**TASK PROMPT:**
Your task is to output the data exactly as it stands.

###

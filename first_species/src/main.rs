// First-species counterpoint generator: CLI entry point.
//
// Loads a cantus firmus catalog, composes a counterpoint for the selected
// entry, and writes both voices to MIDI.
// The pipeline: catalog → clef placement → search → cadence inflection → MIDI.
//
// Usage:
//   cargo run -p first_species -- [CATALOG] [--list] [--index N]
//     [--voice above|below] [--output FILE] [--config FILE]
//     [--max-nodes N | --exhaustive]
//
// The search stops after DEFAULT_NODE_BUDGET prefixes unless --max-nodes or
// the config file sets a budget, or --exhaustive lifts it. Set RUST_LOG=debug
// to watch the search improve its best line.

use clap::Parser;
use first_species::catalog::load_catalog;
use first_species::compose::{compose, default_output_name};
use first_species::config::GeneratorConfig;
use first_species::voice::VoicePosition;
use first_species::{Error, Result};
use std::path::PathBuf;

#[derive(Parser, Debug)]
#[command(name = "generate", about = "Compose first-species counterpoint against a cantus firmus")]
struct Args {
    /// Cantus firmus catalog (author;species;tonic;mode;notes per line).
    #[arg(default_value = "data/cantus_firmi.txt")]
    catalog: PathBuf,

    /// Print the numbered catalog and exit.
    #[arg(long)]
    list: bool,

    /// 1-based catalog entry to use.
    #[arg(long, default_value_t = 1)]
    index: usize,

    /// Where the counterpoint sings relative to the cantus firmus.
    #[arg(long, default_value = "above")]
    voice: VoicePosition,

    /// Output MIDI path. Defaults to a name derived from the exercise.
    #[arg(long)]
    output: Option<PathBuf>,

    /// JSON config file (see config.rs).
    #[arg(long)]
    config: Option<PathBuf>,

    /// Cap on evaluated search nodes; overrides the config. Without either,
    /// the search stops after 20,000,000 nodes.
    #[arg(long)]
    max_nodes: Option<u64>,

    /// Search the whole tree with no node cap. Can take hours on long cantus firmi.
    #[arg(long, conflicts_with = "max_nodes")]
    exhaustive: bool,
}

fn main() {
    let env = env_logger::Env::default().filter_or("RUST_LOG", "info");
    env_logger::init_from_env(env);

    if let Err(e) = run(Args::parse()) {
        eprintln!("Error: {e}");
        std::process::exit(1);
    }
}

fn run(args: Args) -> Result<()> {
    let catalog = load_catalog(&args.catalog)?;

    if args.list {
        for (i, cantus) in catalog.iter().enumerate() {
            println!("{}) {}", i + 1, cantus);
        }
        return Ok(());
    }

    let mut config = match &args.config {
        Some(path) => GeneratorConfig::load(path)?,
        None => GeneratorConfig::default(),
    };
    config.search = config.search.bounded(args.max_nodes, args.exhaustive);

    let cantus = args
        .index
        .checked_sub(1)
        .and_then(|i| catalog.get(i))
        .ok_or(Error::NoSuchEntry {
            index: args.index,
            len: catalog.len(),
        })?;

    println!("=== First-Species Counterpoint ===");
    println!("Cantus: {}", cantus);
    println!("Counterpoint voice: {}", args.voice);
    println!();

    let composition = compose(cantus, args.voice, &config)?;
    if composition.budget_exhausted {
        println!("Node budget reached after {} nodes; result may not be optimal.", composition.nodes);
    }

    let line: Vec<String> = composition.counterpoint_notes().iter().map(|p| p.to_string()).collect();
    println!("Counterpoint: {}  Score: {}", line.join(" "), composition.counterpoint.score);

    let output = args
        .output
        .unwrap_or_else(|| PathBuf::from(default_output_name(cantus, args.voice)));
    composition.write_midi(&config, &output)?;
    println!("Wrote {}", output.display());
    Ok(())
}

###

**SOLUTION:**
filename first_species/src/main.rs
// First-species counterpoint generator: CLI entry point.
//
// Loads a cantus firmus catalog, composes a counterpoint for the selected
// entry, and writes both voices to MIDI.
// The pipeline: catalog → clef placement → search → cadence inflection → MIDI.
//
// Usage:
//   cargo run -p first_species -- [CATALOG] [--list] [--index N]
//     [--voice above|below] [--output FILE] [--config FILE]
//     [--max-nodes N | --exhaustive]
//
// The search stops after DEFAULT_NODE_BUDGET prefixes unless --max-nodes or
// the config file sets a budget, or --exhaustive lifts it. Set RUST_LOG=debug
// to watch the search improve its best line.

use clap::Parser;
use first_species::catalog::load_catalog;
use first_species::compose::{compose, default_output_name};
use first_species::config::GeneratorConfig;
use first_species::voice::VoicePosition;
use first_species::{Error, Result};
use std::path::PathBuf;

#[derive(Parser, Debug)]
#[command(name = "generate", about = "Compose first-species counterpoint against a cantus firmus")]
struct Args {
    /// Cantus firmus catalog (author;species;tonic;mode;notes per line).
    #[arg(default_value = "data/cantus_firmi.txt")]
    catalog: PathBuf,

    /// Print the numbered catalog and exit.
    #[arg(long)]
    list: bool,

    /// 1-based catalog entry to use.
    #[arg(long, default_value_t = 1)]
    index: usize,

    /// Where the counterpoint sings relative to the cantus firmus.
    #[arg(long, default_value = "above")]
    voice: VoicePosition,

    /// Output MIDI path. Defaults to a name derived from the exercise.
    #[arg(long)]
    output: Option<PathBuf>,

    /// JSON config file (see config.rs).
    #[arg(long)]
    config: Option<PathBuf>,

    /// Cap on evaluated search nodes; overrides the config. Without either,
    /// the search stops after 20,000,000 nodes.
    #[arg(long)]
    max_nodes: Option<u64>,

    /// Search the whole tree with no node cap. Can take hours on long cantus firmi.
    #[arg(long, conflicts_with = "max_nodes")]
    exhaustive: bool,
}

fn main() {
    let env = env_logger::Env::default().filter_or("RUST_LOG", "info");
    env_logger::init_from_env(env);

    if let Err(e) = run(Args::parse()) {
        eprintln!("Error: {e}");
        std::process::exit(1);
    }
}

fn run(args: Args) -> Result<()> {
    let catalog = load_catalog(&args.catalog)?;

    if args.list {
        for (i, cantus) in catalog.iter().enumerate() {
            println!("{}) {}", i + 1, cantus);
        }
        return Ok(());
    }

    let mut config = match &args.config {
        Some(path) => GeneratorConfig::load(path)?,
        None => GeneratorConfig::default(),
    };
    config.search = config.search.bounded(args.max_nodes, args.exhaustive);

    let cantus = args
        .index
        .checked_sub(1)
        .and_then(|i| catalog.get(i))
        .ok_or(Error::NoSuchEntry {
            index: args.index,
            len: catalog.len(),
        })?;

    println!("=== First-Species Counterpoint ===");
    println!("Cantus: {}", cantus);
    println!("Counterpoint voice: {}", args.voice);
    println!();

    let composition = compose(cantus, args.voice, &config)?;
    if composition.budget_exhausted {
        println!("Node budget reached after {} nodes; result may not be optimal.", composition.nodes);
    }

    let line: Vec<String> = composition.counterpoint_notes().iter().map(|p| p.to_string()).collect();
    println!("Counterpoint: {}  Score: {}", line.join(" "), composition.counterpoint.score);

    let output = args
        .output
        .unwrap_or_else(|| PathBuf::from(default_output_name(cantus, args.voice)));
    composition.write_midi(&config, &output)?;
    println!("Wrote {}", output.display());
    Ok(())
}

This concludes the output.